● Items from a dataset
* * *
//! Tenant Config Resolver (§4.7) - reads and writes per-tenant LLM routing,
//! encrypting API keys at rest and masking them on the way back out.
//!
//! Switching the active provider never discards a key entered for a
//! different provider: ciphertexts are kept in a per-provider map, and a
//! switch without a fresh key is only accepted when a ciphertext already
//! exists for the target provider.

use chrono::Utc;
use reasoning_core::{
    LlmProvider, ReasoningError, ReasoningResult, TenantId, TenantLlmConfig, ValidationError,
};
use std::collections::HashMap;

use crate::repository::ReasoningRepository;

/// Read-facing view of a tenant's LLM config: ciphertexts are never
/// returned to callers, only masked previews.
#[derive(Debug, Clone, PartialEq)]
pub struct TenantLlmConfigView {
    pub tenant_id: TenantId,
    pub provider: LlmProvider,
    pub model: String,
    pub fallback_provider: Option<LlmProvider>,
    pub fallback_model: Option<String>,
    pub masked_api_key_by_provider: HashMap<String, String>,
    pub created_at: reasoning_core::Timestamp,
    pub updated_at: reasoning_core::Timestamp,
}

/// A caller-supplied update. `api_key` is `None` when the tenant is only
/// switching provider/model and expects the previously stored key to carry
/// over for that provider.
#[derive(Debug, Clone)]
pub struct TenantLlmConfigUpdate {
    pub provider: LlmProvider,
    pub model: String,
    pub fallback_provider: Option<LlmProvider>,
    pub fallback_model: Option<String>,
    pub api_key: Option<String>,
}

pub struct TenantConfigResolver {
    repo: ReasoningRepository,
    secret_cipher_key: String,
}

impl TenantConfigResolver {
    pub fn new(repo: ReasoningRepository, secret_cipher_key: String) -> Self {
        Self {
            repo,
            secret_cipher_key,
        }
    }

    pub async fn get(&self, tenant_id: TenantId) -> ReasoningResult<Option<TenantLlmConfigView>> {
        match self.repo.get_tenant_llm_config(tenant_id).await? {
            Some(config) => Ok(Some(self.to_view(&config)?)),
            None => Ok(None),
        }
    }

    /// The config actually used to route a run: the full decrypted routing
    /// metadata, not the masked view. Internal to `reasoning-storage` /
    /// `reasoning-api` - never serialized to a client response.
    pub async fn resolve_for_routing(
        &self,
        tenant_id: TenantId,
    ) -> ReasoningResult<Option<(TenantLlmConfig, String)>> {
        let Some(config) = self.repo.get_tenant_llm_config(tenant_id).await? else {
            return Ok(None);
        };
        let active_cipher = config
            .api_key_cipher_by_provider
            .get(&config.provider.to_string())
            .cloned()
            .ok_or_else(|| {
                ReasoningError::Validation(ValidationError::ConstraintViolation {
                    constraint: "tenant_llm_config.api_key_cipher_by_provider".to_string(),
                    reason: format!("no API key on file for provider {}", config.provider),
                })
            })?;
        let api_key = reasoning_crypto::decrypt(&self.secret_cipher_key, &active_cipher)?;
        Ok(Some((config, api_key)))
    }

    pub async fn put(
        &self,
        tenant_id: TenantId,
        update: TenantLlmConfigUpdate,
    ) -> ReasoningResult<TenantLlmConfigView> {
        let existing = self.repo.get_tenant_llm_config(tenant_id).await?;
        let mut ciphers = existing
            .as_ref()
            .map(|c| c.api_key_cipher_by_provider.clone())
            .unwrap_or_default();

        let provider_key = update.provider.to_string();
        match &update.api_key {
            Some(plaintext) => {
                let cipher = reasoning_crypto::encrypt(&self.secret_cipher_key, plaintext)?;
                ciphers.insert(provider_key.clone(), cipher);
            }
            None if !ciphers.contains_key(&provider_key) => {
                return Err(ReasoningError::Validation(ValidationError::RequiredFieldMissing {
                    field: format!("api_key (no existing key on file for provider {})", update.provider),
                }));
            }
            None => {}
        }

        let now = Utc::now();
        let config = TenantLlmConfig {
            tenant_id,
            provider: update.provider,
            model: update.model,
            fallback_provider: update.fallback_provider,
            fallback_model: update.fallback_model,
            api_key_cipher_by_provider: ciphers,
            extra_json: existing.as_ref().and_then(|c| c.extra_json.clone()),
            created_at: existing.as_ref().map(|c| c.created_at).unwrap_or(now),
            updated_at: now,
        };

        let saved = self.repo.upsert_tenant_llm_config(&config).await?;
        self.to_view(&saved)
    }

    fn to_view(&self, config: &TenantLlmConfig) -> ReasoningResult<TenantLlmConfigView> {
        let mut masked = HashMap::with_capacity(config.api_key_cipher_by_provider.len());
        for (provider, cipher) in &config.api_key_cipher_by_provider {
            let plaintext = reasoning_crypto::decrypt(&self.secret_cipher_key, cipher)?;
            masked.insert(provider.clone(), reasoning_crypto::mask(&plaintext));
        }

        Ok(TenantLlmConfigView {
            tenant_id: config.tenant_id,
            provider: config.provider.clone(),
            model: config.model.clone(),
            fallback_provider: config.fallback_provider.clone(),
            fallback_model: config.fallback_model.clone(),
            masked_api_key_by_provider: masked,
            created_at: config.created_at,
            updated_at: config.updated_at,
        })
    }
}

#[cfg(test)]
mod tests {
    use super::*;

    #[test]
    fn update_without_api_key_requires_existing_cipher() {
        let mut ciphers = HashMap::new();
        ciphers.insert("deepseek".to_string(), "ct".to_string());
        let existing = TenantLlmConfig {
            tenant_id: TenantId::now_v7(),
            provider: LlmProvider::Deepseek,
            model: "deepseek-reasoner".to_string(),
            fallback_provider: None,
            fallback_model: None,
            api_key_cipher_by_provider: ciphers,
            extra_json: None,
            created_at: Utc::now(),
            updated_at: Utc::now(),
        };

        // Switching to qwen without a key and no prior qwen ciphertext
        // should be rejected - exercised at the unit level against the
        // plain data shape, the resolver's I/O path is covered by
        // reasoning-storage's integration suite.
        assert!(!existing.has_key_for(&LlmProvider::Qwen));
    }
}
* * *
● How to complete this task
Only the lines containing the string "when" are needed; pull them out of the records.

● Exercise output
//! switch without a fresh key is only accepted when a ciphertext already
/// A caller-supplied update. `api_key` is `None` when the tenant is only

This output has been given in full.